When someone overdoses on opioids, it's critically important that they receive a dose of the opioid-reversing drug naloxone as soon as possible – otherwise, death is a distinct possibility. That's where a new implant comes in, as it automatically dispenses naloxone from within the body.

Its name an acronym for "Implantable System for Opioid Safety," the iSOS implant is being developed by a team of scientists from MIT and the Harvard-affiliated Brigham and Women’s Hospital.

The device measures 78 mm long by 12 mm wide by 8 mm thick. It contains 10 milligrams of naloxone in an integrated reservoir, plus it incorporates electronics such as a battery, vibrator and Bluetooth module, plus multiple ECG electrodes and a suite of other sensors.

Ideally, it would be implanted right below the skin near the solar plexus. This procedure could be quickly performed in a clinic using a local anesthetic.

Once in place, the iSOS monitors the patient's body temperature, heart rate, respiratory rate and blood oxygen saturation. If these parameters change in a manner that indicates an opioid overdose has taken place, the device activates its vibrator to produce both a tactile and audible alert.

It also sends a warning to an app on the patient's smartphone. In the event of a false-positive, the patient can get the implant to "stand down" via that app. If they don't do so immediately, though, the iSOS proceeds to rapidly pump a dose of naloxone into their bloodstream. The app will also send an alert to a predetermined emergency contact.

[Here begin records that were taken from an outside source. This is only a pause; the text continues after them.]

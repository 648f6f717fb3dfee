//! Shared application state wired from configuration and storage

use std::sync::Arc;

use crate::auth::{AccountService, Authenticator, TokenManager};
use crate::config::ServerConfig;
use crate::core::{ChatServer, EventHandler, MessageGateway, RateLimiter};
use crate::storage::Storage;

/// Everything a request or socket handler needs; cheap to clone
#[derive(Clone)]
pub struct AppState {
    pub config: Arc<ServerConfig>,
    pub storage: Storage,
    pub rate_limiter: Arc<RateLimiter>,
    pub authenticator: Arc<Authenticator>,
    pub accounts: Arc<AccountService>,
    pub server: Arc<ChatServer>,
    pub gateway: Arc<MessageGateway>,
    pub events: Arc<EventHandler>,
}

impl AppState {
    pub fn new(config: ServerConfig, storage: Storage) -> Self {
        let timeout = config.storage_timeout;

        let rate_limiter = Arc::new(RateLimiter::new(
            storage.rate_limits.clone(),
            config.rate_limit,
        ));
        let tokens = Arc::new(TokenManager::new(&config.jwt_secret, config.token_ttl));
        let authenticator = Arc::new(Authenticator::new(
            tokens,
            storage.users.clone(),
            storage.revocations.clone(),
            config.session_secret.clone(),
            timeout,
        ));
        let accounts = Arc::new(AccountService::new(
            storage.users.clone(),
            authenticator.clone(),
            timeout,
        ));
        let server = Arc::new(ChatServer::new(
            storage.presence.clone(),
            storage.users.clone(),
            timeout,
        ));
        let gateway = Arc::new(MessageGateway::new(
            storage.messages.clone(),
            server.clone(),
            timeout,
        ));
        let events = Arc::new(EventHandler::new(server.clone(), gateway.clone()));

        Self {
            config: Arc::new(config),
            storage,
            rate_limiter,
            authenticator,
            accounts,
            server,
            gateway,
            events,
        }
    }

    /// Periodic purges of the rate-limit and revocation tables
    pub fn start_background_tasks(&self) {
        self.rate_limiter.clone().start_cleanup_task();
        self.authenticator.clone().start_cleanup_task();
    }
}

In its current prototype form, the iSOS measures 78 mm long by 12 mm wide by 8 mm thick
MIT

In lab tests, the device successfully revived 96% of fentanyl-overdosed pigs within an average of 3.2 minutes. Its battery is currently good for 16 days of vital-signs monitoring, and can be wirelessly recharged as needed.

The naloxone reservoir can be refilled via a hypodermic needle inserted through the skin into a port on top of the implant. Given the fact that the drug lasts for at least 14 days at body temperature, it is envisioned that patients would simply visit a clinic once every two weeks for a battery charge and a refill.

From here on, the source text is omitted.